Realtime light dosimetry software tools for interstitial photodynamic therapy of the human prostate.

Photodynamic therapy (PDT) for the treatment of prostate cancer has been demonstrated to be a safe treatment option capable of inducing tissue destruction and decreasing prostate specific antigen (PSA) levels. However, prostate-PDT results in large intra- and interpatient variations in treatment response, possibly due to biological variations in tissue composition and short-term response to the therapeutic irradiation. Within our group, an instrument for interstitial PDT on prostate tissue has been developed that combines therapeutic light delivery and monitoring of light transmission via numerous bare-ended optical fibers. Here, we present algorithms that utilize data on the light distribution within the target tissue to provide realtime treatment feedback based on a light dose threshold model for PDT. This realtime dosimetry module is implemented to individualize the light dose and compensate for any treatment-induced variations in light attenuation. More specifically, based on the light transmission signals between treatment fibers, spatially resolved spectroscopy is utilized to assess the effective attenuation coefficient of the tissue. These data constitute input to a block-Cimmino optimization algorithm, employed to calculate individual fiber irradiation times provided the requirement to deliver a predetermined light dose to the target tissue while sparing surrounding sensitive organs.

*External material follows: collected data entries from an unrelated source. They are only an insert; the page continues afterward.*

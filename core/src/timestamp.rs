//! Parsing of the `createdAt` field.
//!
//! Servers hand out creation times as ISO 8601 strings or as epoch
//! milliseconds. Both become a `DateTime<Utc>`; anything else is an error.
//! Values are written back in the `2024-01-02T03:04:05.678Z` form.

use chrono::{DateTime, NaiveDate, NaiveDateTime, SecondsFormat, TimeZone, Utc};
use serde::de::{self, Deserializer, Visitor};
use serde::Serializer;
use std::fmt;

/// Parse a textual timestamp.
///
/// Accepts RFC 3339, ISO 8601 without an offset (read as UTC) and a bare
/// date (midnight UTC).
pub fn parse_str(raw: &str) -> Option<DateTime<Utc>> {
    let raw = raw.trim();
    if let Ok(dt) = DateTime::parse_from_rfc3339(raw) {
        return Some(dt.with_timezone(&Utc));
    }
    for fmt in ["%Y-%m-%dT%H:%M:%S%.f", "%Y-%m-%d %H:%M:%S%.f", "%Y-%m-%dT%H:%M"] {
        if let Ok(naive) = NaiveDateTime::parse_from_str(raw, fmt) {
            return Some(naive.and_utc());
        }
    }
    NaiveDate::parse_from_str(raw, "%Y-%m-%d")
        .ok()
        .and_then(|d| d.and_hms_opt(0, 0, 0))
        .map(|naive| naive.and_utc())
}

/// Interpret a number as milliseconds since the Unix epoch.
pub fn from_millis(ms: i64) -> Option<DateTime<Utc>> {
    Utc.timestamp_millis_opt(ms).single()
}

/// Format as RFC 3339 in UTC with millisecond precision.
pub fn format(dt: &DateTime<Utc>) -> String {
    dt.to_rfc3339_opts(SecondsFormat::Millis, true)
}

pub fn serialize<S: Serializer>(dt: &DateTime<Utc>, serializer: S) -> Result<S::Ok, S::Error> {
    serializer.serialize_str(&format(dt))
}

pub fn deserialize<'de, D: Deserializer<'de>>(deserializer: D) -> Result<DateTime<Utc>, D::Error> {
    deserializer.deserialize_any(TimestampVisitor)
}

struct TimestampVisitor;

impl<'de> Visitor<'de> for TimestampVisitor {
    type Value = DateTime<Utc>;

    fn expecting(&self, f: &mut fmt::Formatter<'_>) -> fmt::Result {
        f.write_str("an ISO 8601 timestamp or epoch milliseconds")
    }

    fn visit_str<E: de::Error>(self, v: &str) -> Result<Self::Value, E> {
        parse_str(v).ok_or_else(|| E::custom(format_args!("invalid timestamp: {v:?}")))
    }

    fn visit_i64<E: de::Error>(self, v: i64) -> Result<Self::Value, E> {
        from_millis(v).ok_or_else(|| E::custom(format_args!("timestamp out of range: {v}")))
    }

    fn visit_u64<E: de::Error>(self, v: u64) -> Result<Self::Value, E> {
        let ms = i64::try_from(v).map_err(|_| E::custom(format_args!("timestamp out of range: {v}")))?;
        self.visit_i64(ms)
    }

    fn visit_f64<E: de::Error>(self, v: f64) -> Result<Self::Value, E> {
        if !v.is_finite() || v.abs() > i64::MAX as f64 {
            return Err(E::custom(format_args!("timestamp out of range: {v}")));
        }
        self.visit_i64(v.trunc() as i64)
    }
}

By repeatedly monitoring the light transmission signals during the entire treatment session, optical properties and individual fiber irradiation times are updated in realtime. The functionality of the algorithms is tested on diffuse light distribution data simulated by means of the finite element method (FEM). The feasibility of utilizing spatially resolved spectroscopy within heterogeneous media such as the prostate gland is discussed. Furthermore, we demonstrate the ability of the block-Cimmino algorithm to discriminate between target tissue and organs at risk (OAR). Finally, the realtime dosimetry module is evaluated for treatment scenarios displaying spatially and temporally varying light attenuation levels within the target tissue. We conclude that the realtime dosimetry module makes it possible to deliver a certain light dose to the target tissue despite spatial and temporal variations of the target tissue optical properties at the therapeutic wavelength.